▸ DESCRIPTION OF THE TASK: Only one stretch of the records below is wanted: the lines from the one holding "pub fn cumulative_to_daily(totals: &[i64])" through the one holding "elementary area has". Return it exactly, both ends included.

▸ MATERIAL PROVIDED:
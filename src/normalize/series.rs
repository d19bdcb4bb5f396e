//! Per-area series transforms: cumulative differencing, aggregate synthesis
//! and daily gap filling.

use std::collections::BTreeMap;

use chrono::{Duration, NaiveDate};

/// Daily counts for one area, keyed by date (so always date-ordered).
#[derive(Debug, Clone, Default, PartialEq, Eq)]
pub struct DailySeries {
    pub parents: Vec<String>,
    pub population: Option<u64>,
    pub counts: BTreeMap<NaiveDate, u64>,
}

/// Difference a running total into daily deltas.
///
/// The first value has no predecessor and yields `None`. A difference that
/// does not fit in an `i64` fails with the index of the offending value.
pub fn cumulative_to_daily(totals: &[i64]) -> Result<Vec<Option<i64>>, usize> {
    let mut out = Vec::with_capacity(totals.len());
    let mut prev: Option<i64> = None;
    for (i, &total) in totals.iter().enumerate() {
        let delta = match prev {
            Some(p) => Some(total.checked_sub(p).ok_or(i)?),
            None => None,
        };
        out.push(delta);
        prev = Some(total);
    }
    Ok(out)
}

/// Resolve nulls to 0 and clamp negative corrections to 0.
///
/// Returns the counts and how many negative values were clamped.
pub fn coerce_counts(values: &[Option<i64>]) -> (Vec<u64>, usize) {
    let mut clamped = 0usize;
    let counts = values
        .iter()
        .map(|v| match v {
            Some(v) if *v < 0 => {
                clamped += 1;
                0
            }
            Some(v) => *v as u64,
            None => 0,
        })
        .collect();
    (counts, clamped)
}

/// Sum every elementary area per date.
///
/// The population is the sum of the elementary populations, but only when
/// every elementary area has one. Counts saturate at `u64::MAX`.
pub fn synthesize_aggregate(areas: &BTreeMap<String, DailySeries>) -> DailySeries {
    let mut counts: BTreeMap<NaiveDate, u64> = BTreeMap::new();
    for series in areas.values() {
        for (date, count) in &series.counts {
            let total = counts.entry(*date).or_insert(0);
            *total = total.saturating_add(*count);
        }
    }

    let population = sum_populations(areas.values().map(|s| s.population));

    DailySeries {
        parents: Vec::new(),
        population,
        counts,
    }
}

/// Sum of all populations; `None` when the input is empty, any value is
/// unknown, or the sum overflows.
pub fn sum_populations(populations: impl IntoIterator<Item = Option<u64>>) -> Option<u64> {
    let mut any = false;
    let mut total: u64 = 0;
    for p in populations {
        total = total.checked_add(p?)?;
        any = true;
    }
    any.then_some(total)
}

/// Expand a series to every day in `[first, last]`, filling missing days with 0.
///
/// Returns the contiguous series and the number of filled days.
pub fn fill_gaps(counts: &BTreeMap<NaiveDate, u64>) -> (Vec<(NaiveDate, u64)>, usize) {
    let (Some((&first, _)), Some((&last, _))) = (counts.first_key_value(), counts.last_key_value()) else {
        return (Vec::new(), 0);
    };

    let span = (last - first).num_days() as usize + 1;
    let mut out = Vec::with_capacity(span);
    let mut filled = 0usize;
    let mut date = first;
    while date <= last {
        match counts.get(&date) {
            Some(&c) => out.push((date, c)),
            None => {
                out.push((date, 0));
                filled += 1;
            }
        }
        date += Duration::days(1);
    }
    (out, filled)
}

▸ RESPONSE TO THE TASK:
pub fn cumulative_to_daily(totals: &[i64]) -> Result<Vec<Option<i64>>, usize> {
    let mut out = Vec::with_capacity(totals.len());
    let mut prev: Option<i64> = None;
    for (i, &total) in totals.iter().enumerate() {
        let delta = match prev {
            Some(p) => Some(total.checked_sub(p).ok_or(i)?),
            None => None,
        };
        out.push(delta);
        prev = Some(total);
    }
    Ok(out)
}

/// Resolve nulls to 0 and clamp negative corrections to 0.
///
/// Returns the counts and how many negative values were clamped.
pub fn coerce_counts(values: &[Option<i64>]) -> (Vec<u64>, usize) {
    let mut clamped = 0usize;
    let counts = values
        .iter()
        .map(|v| match v {
            Some(v) if *v < 0 => {
                clamped += 1;
                0
            }
            Some(v) => *v as u64,
            None => 0,
        })
        .collect();
    (counts, clamped)
}

/// Sum every elementary area per date.
///
/// The population is the sum of the elementary populations, but only when
/// every elementary area has one. Counts saturate at `u64::MAX`.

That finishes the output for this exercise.